§ **WHAT YOU HAVE TO DO**
Transcribe the records below exactly, from their first line through the line containing "Interpolated values as". Omit every line after it.

Stored items
pub mod store;

pub use store::{
    decode_forecast, encode_forecast, load_forecast, save_forecast, FileStore, ForecastStore,
    MemoryStore, StoreError,
};
use chrono::{NaiveDate, NaiveDateTime, Timelike};
use serde::{Deserialize, Serialize};

use crate::simulation::{CurrentConditions, SimulationState};
use crate::weather::{hour_label, FrontType, HourlySample, OutlookDay, Warning, WindDirection};

/// Complete forecast sent to a client on connect and after every regeneration.
#[derive(Debug, Clone, Serialize)]
pub struct ForecastSnapshot {
    pub message_type: &'static str,
    pub state_id: String,
    pub version: u64,
    pub location: String,
    pub forecast_date: NaiveDate,
    pub front: FrontType,
    pub current: Option<CurrentSnapshot>,
    /// 24 entries starting at the current hour
    pub hourly: Vec<HourlyEntry>,
    pub outlook: Vec<OutlookDay>,
    pub warnings: Vec<Warning>,
}

/// Interpolated values as shown in the "now" panel.
#[derive(Debug, Clone, PartialEq, Serialize)]
pub struct CurrentSnapshot {
    pub time: NaiveDateTime,
    pub temperature: f64,
    pub humidity: f64,
    pub wind_speed: f64,
    pub wind_direction: WindDirection,
    pub condition: String,
    pub icon: String,
}

/// One slot in the hourly strip.
#[derive(Debug, Clone, Serialize)]
pub struct HourlyEntry {
    /// "Now" for the first slot, otherwise "3 PM" style
    pub label: String,
    pub hour: u8,
    pub condition: String,
    pub icon: String,
    pub temperature: i32,
    pub humidity: u8,
    pub wind_speed: u32,
    pub wind_direction: WindDirection,
}

/// Lightweight per-tick update carrying only the interpolated values.
#[derive(Debug, Clone, Serialize)]
pub struct PlaybackFrame {
    pub message_type: &'static str,
    pub state_id: String,
    pub version: u64,
    pub current: CurrentSnapshot,
}

/// Health endpoint response.
#[derive(Debug, Clone, Serialize)]
pub struct HealthStatus {
    pub version: u64,
    pub ticks: u64,
    pub regenerations: u64,
    pub last_update: Option<NaiveDateTime>,
    pub location: String,
    pub playing: bool,
}

/// Commands a WebSocket client may send.
#[derive(Debug, Clone, Copy, PartialEq, Eq, Deserialize)]
#[serde(tag = "command", rename_all = "snake_case")]
pub enum ClientCommand {
    Regenerate,
}

impl ClientCommand {
    /// Accepts the bare word (`regenerate`) or the JSON form
    /// (`{"command":"regenerate"}`).
    pub fn parse(text: &str) -> Option<Self> {
        let trimmed = text.trim();
        if trimmed.eq_ignore_ascii_case("regenerate") {
            return Some(ClientCommand::Regenerate);
        }
        serde_json::from_str(trimmed).ok()
    }
}

impl From<&CurrentConditions> for CurrentSnapshot {
    fn from(c: &CurrentConditions) -> Self {
        CurrentSnapshot {
            time: c.time,
            temperature: round_tenth(c.temperature),
            humidity: round_tenth(c.humidity),
            wind_speed: round_tenth(c.wind_speed),
            wind_direction: c.wind_direction,
            condition: c.condition.clone(),
            icon: c.icon.clone(),
        }
    }
}

impl HourlyEntry {
    pub fn from_sample(sample: &HourlySample, label: String) -> Self {
        HourlyEntry {
            label,
            hour: sample.hour,
            condition: sample.condition.clone(),
            icon: sample.icon.clone(),
            temperature: sample.temperature,
            humidity: sample.humidity,
            wind_speed: sample.wind_speed,
            wind_direction: sample.wind_direction,
        }
    }
}

impl ForecastSnapshot {
    pub fn from_state(
        state: &SimulationState,
        current: Option<&CurrentConditions>,
        location: &str,
    ) -> Self {
        let current_hour = current.map(|c| c.time.hour()).unwrap_or(0);
        let hourly = state
            .forecast
            .rotated_from(current_hour)
            .iter()
            .enumerate()
            .map(|(i, s)| {
                let label = if i == 0 {
                    "Now".to_string()
                } else {
                    hour_label(s.hour)
                };
                HourlyEntry::from_sample(s, label)
            })
            .collect();

        ForecastSnapshot {
            message_type: "ForecastSnapshot",
            state_id: state.id.to_string(),
            version: state.version,
            location: location.to_string(),
            forecast_date: state.forecast_date,
            front: state.front,
            current: current.map(CurrentSnapshot::from),
            hourly,
            outlook: state.outlook.clone(),
            warnings: state.warnings.clone(),
        }
    }
}

impl PlaybackFrame {
    pub fn new(state: &SimulationState, current: &CurrentConditions) -> Self {
        PlaybackFrame {
            message_type: "PlaybackFrame",
            state_id: state.id.to_string(),
            version: state.version,
            current: CurrentSnapshot::from(current),
        }
    }
}

fn round_tenth(value: f64) -> f64 {
    (value * 10.0).round() / 10.0
}
use chrono::NaiveDate;
use serde::{Deserialize, Serialize};

// === Enums ===

/// The 8-point compass, in clockwise order.
#[derive(Debug, Clone, Copy, PartialEq, Eq, Hash, Serialize, Deserialize)]
pub enum WindDirection {
    N,
    NE,
    E,
    SE,
    S,
    SW,
    W,
    NW,
}

impl WindDirection {
    pub const ALL: [WindDirection; 8] = [
        WindDirection::N,
        WindDirection::NE,
        WindDirection::E,
        WindDirection::SE,
        WindDirection::S,
        WindDirection::SW,
        WindDirection::W,
        WindDirection::NW,
    ];

    pub fn from_index(index: usize) -> WindDirection {
        Self::ALL[index % Self::ALL.len()]
    }

    pub fn index(self) -> usize {
        self as usize
    }

    /// Step around the compass; positive is clockwise.
    pub fn rotate(self, steps: i32) -> WindDirection {
        let len = Self::ALL.len() as i32;
        let idx = (self.index() as i32 + steps).rem_euclid(len);
        Self::ALL[idx as usize]
    }

    pub fn label(self) -> &'static str {
        match self {
            WindDirection::N => "N",
            WindDirection::NE => "NE",
            WindDirection::E => "E",
            WindDirection::SE => "SE",
            WindDirection::S => "S",
            WindDirection::SW => "SW",
            WindDirection::W => "W",
            WindDirection::NW => "NW",
        }
    }
}

/// Per-day bias on how the condition chain moves through the catalog.
#[derive(Debug, Clone, Copy, PartialEq, Eq, Hash, Serialize, Deserialize)]
pub enum FrontType {
    Cold,
    Warm,
}

impl FrontType {
    pub fn name(self) -> &'static str {
        match self {
            FrontType::Cold => "Cold",
            FrontType::Warm => "Warm",
        }
    }
}

#[derive(Debug, Clone, Copy, PartialEq, Eq, Hash, Serialize, Deserialize)]
pub enum WarningKind {
    FrontSummary,
    Heat,
    Freeze,
    SevereWeather,
}

// === Temperature envelope ===

/// Global temperature bounds every generated value is clamped into, in °C.
#[derive(Debug, Clone, Copy, PartialEq, Eq, Serialize, Deserialize)]
pub struct TemperatureRange {
    pub min: i32,
    pub max: i32,
}

impl TemperatureRange {
    pub fn new(min: i32, max: i32) -> Self {
        TemperatureRange { min, max }
    }

    pub fn clamp(&self, value: i32) -> i32 {
        value.clamp(self.min, self.max)
    }

    pub fn contains(&self, value: i32) -> bool {
        (self.min..=self.max).contains(&value)
    }
}

impl Default for TemperatureRange {
    fn default() -> Self {
        TemperatureRange { min: -5, max: 30 }
    }
}

// === Records ===

/// One hour of simulated weather.
#[derive(Debug, Clone, PartialEq, Serialize, Deserialize)]
pub struct HourlySample {
    pub hour: u8,
    pub condition: String,
    pub icon: String,
    /// °C
    pub temperature: i32,
    /// Relative humidity, 0-100
    pub humidity: u8,
    /// km/h
    pub wind_speed: u32,
    pub wind_direction: WindDirection,
}

/// Summary of one day in the multi-day outlook.
#[derive(Debug, Clone, PartialEq, Serialize, Deserialize)]
pub struct OutlookDay {
    pub day_offset: u32,
    pub date: NaiveDate,
    /// "Today" for offset 0, otherwise the weekday abbreviation
    pub label: String,
    pub max_temp: i32,
    pub min_temp: i32,
    pub condition: String,
    pub icon: String,
}

#[derive(Debug, Clone, PartialEq, Eq, Serialize, Deserialize)]
pub struct Warning {
    pub day_offset: u32,
    pub kind: WarningKind,
    pub message: String,
}

/// 12-hour clock label for an hour of the day ("12 AM", "3 PM").
pub fn hour_label(hour: u8) -> String {
    let hour = hour % 24;
    let display = if hour % 12 == 0 { 12 } else { hour % 12 };
    let suffix = if hour >= 12 { "PM" } else { "AM" };
    format!("{} {}", display, suffix)
}
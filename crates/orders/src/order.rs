//! Order records owned by the order service.

use catalog::LineRequest;
use chrono::{DateTime, Utc};
use common::{Money, OrderId, UserId};
use serde::{Deserialize, Serialize};

/// Lifecycle status of an order. Creation always starts at `Pending`;
/// later transitions belong to fulfillment, not to placement.
#[derive(Debug, Clone, Copy, PartialEq, Eq, Serialize, Deserialize)]
#[serde(rename_all = "SCREAMING_SNAKE_CASE")]
pub enum OrderStatus {
    Pending,
    Completed,
    Cancelled,
}

impl std::fmt::Display for OrderStatus {
    fn fmt(&self, f: &mut std::fmt::Formatter<'_>) -> std::fmt::Result {
        match self {
            OrderStatus::Pending => write!(f, "PENDING"),
            OrderStatus::Completed => write!(f, "COMPLETED"),
            OrderStatus::Cancelled => write!(f, "CANCELLED"),
        }
    }
}

/// A persisted purchase order.
///
/// `items` keeps the original productId/quantity pairs; `total_amount` is
/// the catalog-computed total at validation time.
#[derive(Debug, Clone, PartialEq, Eq, Serialize, Deserialize)]
#[serde(rename_all = "camelCase")]
pub struct Order {
    pub id: OrderId,
    pub user_id: UserId,
    pub items: Vec<LineRequest>,
    pub total_amount: Money,
    pub status: OrderStatus,
    pub created_at: DateTime<Utc>,
}

impl Order {
    /// Creates a new pending order stamped with the current time.
    pub fn new(user_id: UserId, items: Vec<LineRequest>, total_amount: Money) -> Self {
        Self {
            id: OrderId::new(),
            user_id,
            items,
            total_amount,
            status: OrderStatus::Pending,
            created_at: Utc::now(),
        }
    }
}

#[cfg(test)]
mod tests {
    use super::*;

    #[test]
    fn new_orders_start_pending() {
        let order = Order::new(
            UserId::new(),
            vec![LineRequest::new("P1", 2)],
            Money::from_cents(2000),
        );
        assert_eq!(order.status, OrderStatus::Pending);
        assert_eq!(order.total_amount.cents(), 2000);
    }

    #[test]
    fn status_serializes_screaming_snake() {
        let json = serde_json::to_string(&OrderStatus::Pending).unwrap();
        assert_eq!(json, "\"PENDING\"");
    }

    #[test]
    fn order_serializes_camel_case() {
        let order = Order::new(UserId::new(), vec![LineRequest::new("P1", 1)], Money::zero());
        let json = serde_json::to_value(&order).unwrap();
        assert!(json.get("userId").is_some());
        assert!(json.get("totalAmount").is_some());
        assert!(json.get("createdAt").is_some());
        assert_eq!(json["items"][0]["productId"], "P1");
    }
}
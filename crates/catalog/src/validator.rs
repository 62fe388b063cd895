//! Batch stock validation and reservation.

use common::{Money, ProductId};
use serde::{Deserialize, Serialize};

use crate::error::{Result, StockError};
use crate::store::{DecrementOutcome, InventoryStore};

/// One requested line of a validation batch: product and quantity only.
/// Prices are never accepted from callers.
#[derive(Debug, Clone, PartialEq, Eq, Serialize, Deserialize)]
#[serde(rename_all = "camelCase")]
pub struct LineRequest {
    pub product_id: ProductId,
    pub quantity: u32,
}

impl LineRequest {
    /// Creates a new line request.
    pub fn new(product_id: impl Into<ProductId>, quantity: u32) -> Self {
        Self {
            product_id: product_id.into(),
            quantity,
        }
    }
}

/// A validated line with the catalog's authoritative price attached.
#[derive(Debug, Clone, PartialEq, Eq, Serialize, Deserialize)]
#[serde(rename_all = "camelCase")]
pub struct ProcessedLine {
    pub product_id: ProductId,
    pub name: String,
    /// Unit price at validation time, in cents.
    pub price: Money,
    pub quantity: u32,
    /// `price * quantity`, in cents.
    pub subtotal: Money,
}

/// Result of a successful batch validation and reservation.
#[derive(Debug, Clone, PartialEq, Eq)]
pub struct ValidationOutcome {
    /// Sum of all line subtotals.
    pub total_price: Money,
    /// Validated lines, in request order, for audit and display.
    pub processed_items: Vec<ProcessedLine>,
}

/// Validates a batch of line requests against the inventory store and
/// reserves stock for all of them, or for none of them.
#[derive(Clone)]
pub struct StockValidator<S> {
    store: S,
}

impl<S: InventoryStore> StockValidator<S> {
    /// Creates a validator over the given inventory store.
    pub fn new(store: S) -> Self {
        Self { store }
    }

    /// Returns a reference to the underlying store.
    pub fn store(&self) -> &S {
        &self.store
    }

    /// Validates every line and reserves stock for the whole batch.
    ///
    /// Two phases over the same call. The check phase looks up each product
    /// and prices the line; any missing product or short stock aborts with
    /// no mutation. The reserve phase then applies one atomic conditional
    /// decrement per line; if a concurrent batch drained stock between the
    /// phases, the decrement fails, every decrement already applied in this
    /// batch is restored, and the call fails with the availability observed
    /// at decrement time.
    #[tracing::instrument(skip(self, items), fields(lines = items.len()))]
    pub async fn validate_and_reserve(&self, items: &[LineRequest]) -> Result<ValidationOutcome> {
        metrics::counter!("stock_validations_total").increment(1);

        if items.is_empty() {
            return Err(StockError::EmptyBatch);
        }

        // Check phase: price every line against current records. Reads may
        // go stale before the reserve phase; the decrement re-checks.
        let mut processed_items = Vec::with_capacity(items.len());
        let mut total_price = Money::zero();

        for line in items {
            if line.quantity == 0 {
                return Err(StockError::InvalidQuantity {
                    product_id: line.product_id.clone(),
                });
            }

            let product = self.store.get(&line.product_id).await?.ok_or_else(|| {
                StockError::NotFound {
                    product_id: line.product_id.clone(),
                }
            })?;

            if product.stock < line.quantity {
                return Err(StockError::Insufficient {
                    name: product.name,
                    available: product.stock,
                    requested: line.quantity,
                });
            }

            let subtotal = product.price.multiply(line.quantity);
            total_price += subtotal;
            processed_items.push(ProcessedLine {
                product_id: line.product_id.clone(),
                name: product.name,
                price: product.price,
                quantity: line.quantity,
                subtotal,
            });
        }

        // Reserve phase: one atomic decrement per line, all-or-nothing.
        for (index, line) in items.iter().enumerate() {
            let outcome = match self.store.try_decrement(&line.product_id, line.quantity).await {
                Ok(outcome) => outcome,
                Err(e) => {
                    self.rollback(&items[..index]).await;
                    return Err(e.into());
                }
            };

            match outcome {
                DecrementOutcome::Applied => {}
                DecrementOutcome::NotFound => {
                    self.rollback(&items[..index]).await;
                    return Err(StockError::NotFound {
                        product_id: line.product_id.clone(),
                    });
                }
                DecrementOutcome::Insufficient { available } => {
                    self.rollback(&items[..index]).await;
                    metrics::counter!("stock_reservation_conflicts_total").increment(1);
                    tracing::debug!(
                        product_id = %line.product_id,
                        available,
                        requested = line.quantity,
                        "reservation lost race, batch rolled back"
                    );
                    return Err(StockError::Insufficient {
                        name: processed_items[index].name.clone(),
                        available,
                        requested: line.quantity,
                    });
                }
            }
        }

        metrics::counter!("stock_reservations_total").increment(1);
        Ok(ValidationOutcome {
            total_price,
            processed_items,
        })
    }

    /// Restores every line that was already decremented in this batch.
    async fn rollback(&self, reserved: &[LineRequest]) {
        for line in reserved.iter().rev() {
            if let Err(e) = self.store.restore(&line.product_id, line.quantity).await {
                tracing::error!(
                    product_id = %line.product_id,
                    quantity = line.quantity,
                    error = %e,
                    "failed to restore stock during batch rollback"
                );
            }
        }
    }
}

#[cfg(test)]
mod tests {
    use super::*;
    use crate::product::Product;
    use crate::store::InMemoryInventoryStore;

    async fn seeded_validator() -> StockValidator<InMemoryInventoryStore> {
        let store = InMemoryInventoryStore::new();
        store
            .upsert(Product::new("P1", "Widget", Money::from_cents(1000), 5))
            .await
            .unwrap();
        store
            .upsert(Product::new("P2", "Gadget", Money::from_cents(2500), 3))
            .await
            .unwrap();
        StockValidator::new(store)
    }

    async fn stock_of(validator: &StockValidator<InMemoryInventoryStore>, id: &str) -> u32 {
        validator
            .store()
            .get(&ProductId::new(id))
            .await
            .unwrap()
            .unwrap()
            .stock
    }

    #[tokio::test]
    async fn reserves_whole_batch_and_prices_it() {
        let validator = seeded_validator().await;

        let outcome = validator
            .validate_and_reserve(&[LineRequest::new("P1", 2), LineRequest::new("P2", 1)])
            .await
            .unwrap();

        assert_eq!(outcome.total_price.cents(), 2 * 1000 + 2500);
        assert_eq!(outcome.processed_items.len(), 2);
        assert_eq!(outcome.processed_items[0].name, "Widget");
        assert_eq!(outcome.processed_items[0].subtotal.cents(), 2000);
        assert_eq!(stock_of(&validator, "P1").await, 3);
        assert_eq!(stock_of(&validator, "P2").await, 2);
    }

    #[tokio::test]
    async fn unknown_product_aborts_with_no_mutation() {
        let validator = seeded_validator().await;

        let err = validator
            .validate_and_reserve(&[LineRequest::new("P1", 2), LineRequest::new("ghost", 1)])
            .await
            .unwrap_err();

        assert!(matches!(err, StockError::NotFound { ref product_id } if product_id.as_str() == "ghost"));
        assert_eq!(stock_of(&validator, "P1").await, 5);
    }

    #[tokio::test]
    async fn short_stock_aborts_with_no_mutation() {
        let validator = seeded_validator().await;

        let err = validator
            .validate_and_reserve(&[LineRequest::new("P1", 2), LineRequest::new("P2", 4)])
            .await
            .unwrap_err();

        match err {
            StockError::Insufficient {
                name,
                available,
                requested,
            } => {
                assert_eq!(name, "Gadget");
                assert_eq!(available, 3);
                assert_eq!(requested, 4);
            }
            other => panic!("unexpected error: {other}"),
        }
        assert_eq!(stock_of(&validator, "P1").await, 5);
        assert_eq!(stock_of(&validator, "P2").await, 3);
    }

    #[tokio::test]
    async fn empty_batch_is_rejected() {
        let validator = seeded_validator().await;
        let err = validator.validate_and_reserve(&[]).await.unwrap_err();
        assert!(matches!(err, StockError::EmptyBatch));
    }

    #[tokio::test]
    async fn zero_quantity_is_rejected() {
        let validator = seeded_validator().await;
        let err = validator
            .validate_and_reserve(&[LineRequest::new("P1", 0)])
            .await
            .unwrap_err();
        assert!(matches!(err, StockError::InvalidQuantity { .. }));
        assert_eq!(stock_of(&validator, "P1").await, 5);
    }

    #[tokio::test]
    async fn duplicate_lines_over_stock_roll_back() {
        let validator = seeded_validator().await;

        // Each duplicate line passes the check against its own read, but
        // the second atomic decrement comes up short and unwinds the first.
        let err = validator
            .validate_and_reserve(&[LineRequest::new("P1", 3), LineRequest::new("P1", 3)])
            .await
            .unwrap_err();

        assert!(matches!(err, StockError::Insufficient { available: 2, .. }));
        assert_eq!(stock_of(&validator, "P1").await, 5);
    }

    #[tokio::test]
    async fn line_prices_come_from_the_store() {
        let validator = seeded_validator().await;

        let outcome = validator
            .validate_and_reserve(&[LineRequest::new("P2", 2)])
            .await
            .unwrap();

        assert_eq!(outcome.processed_items[0].price.cents(), 2500);
        assert_eq!(outcome.total_price.cents(), 5000);
    }
}
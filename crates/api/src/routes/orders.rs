//! Order placement and lookup endpoints.

use std::sync::Arc;

use axum::Json;
use axum::extract::{Path, State};
use axum::http::StatusCode;
use catalog::LineRequest;
use common::{OrderId, UserId};
use orders::{CatalogClient, Order, OrderService, OrderStore};
use serde::Deserialize;

use crate::error::ApiError;

/// Shared order-service state accessible from all handlers.
pub struct OrdersState<C, O> {
    pub service: OrderService<C, O>,
}

/// Request body for `POST /orders`.
///
/// Token verification happens upstream; by the time a request lands here
/// the gateway has already resolved the user.
#[derive(Deserialize)]
#[serde(rename_all = "camelCase")]
pub struct CreateOrderRequest {
    pub user_id: UserId,
    pub items: Vec<LineRequest>,
}

/// POST /orders — place an order.
#[tracing::instrument(skip(state, req), fields(lines = req.items.len()))]
pub async fn create<C: CatalogClient + 'static, O: OrderStore + 'static>(
    State(state): State<Arc<OrdersState<C, O>>>,
    Json(req): Json<CreateOrderRequest>,
) -> Result<(StatusCode, Json<Order>), ApiError> {
    let order = state.service.create_order(req.user_id, req.items).await?;
    Ok((StatusCode::CREATED, Json(order)))
}

/// GET /orders — list all orders, newest first.
#[tracing::instrument(skip(state))]
pub async fn list<C: CatalogClient + 'static, O: OrderStore + 'static>(
    State(state): State<Arc<OrdersState<C, O>>>,
) -> Result<Json<Vec<Order>>, ApiError> {
    let orders = state.service.list_orders().await?;
    Ok(Json(orders))
}

/// GET /orders/:id — load one order.
#[tracing::instrument(skip(state))]
pub async fn get<C: CatalogClient + 'static, O: OrderStore + 'static>(
    State(state): State<Arc<OrdersState<C, O>>>,
    Path(id): Path<String>,
) -> Result<Json<Order>, ApiError> {
    let order_id = parse_order_id(&id)?;
    let order = state
        .service
        .get_order(order_id)
        .await?
        .ok_or_else(|| ApiError::NotFound(format!("order {id} not found")))?;

    Ok(Json(order))
}

fn parse_order_id(id: &str) -> Result<OrderId, ApiError> {
    let uuid = uuid::Uuid::parse_str(id)
        .map_err(|e| ApiError::BadRequest(format!("invalid order id: {e}")))?;
    Ok(OrderId::from_uuid(uuid))
}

§ **TASK RESULT**
pub mod store;

pub use store::{
    decode_forecast, encode_forecast, load_forecast, save_forecast, FileStore, ForecastStore,
    MemoryStore, StoreError,
};
use chrono::{NaiveDate, NaiveDateTime, Timelike};
use serde::{Deserialize, Serialize};

use crate::simulation::{CurrentConditions, SimulationState};
use crate::weather::{hour_label, FrontType, HourlySample, OutlookDay, Warning, WindDirection};

/// Complete forecast sent to a client on connect and after every regeneration.
#[derive(Debug, Clone, Serialize)]
pub struct ForecastSnapshot {
    pub message_type: &'static str,
    pub state_id: String,
    pub version: u64,
    pub location: String,
    pub forecast_date: NaiveDate,
    pub front: FrontType,
    pub current: Option<CurrentSnapshot>,
    /// 24 entries starting at the current hour
    pub hourly: Vec<HourlyEntry>,
    pub outlook: Vec<OutlookDay>,
    pub warnings: Vec<Warning>,
}

/// Interpolated values as shown in the "now" panel.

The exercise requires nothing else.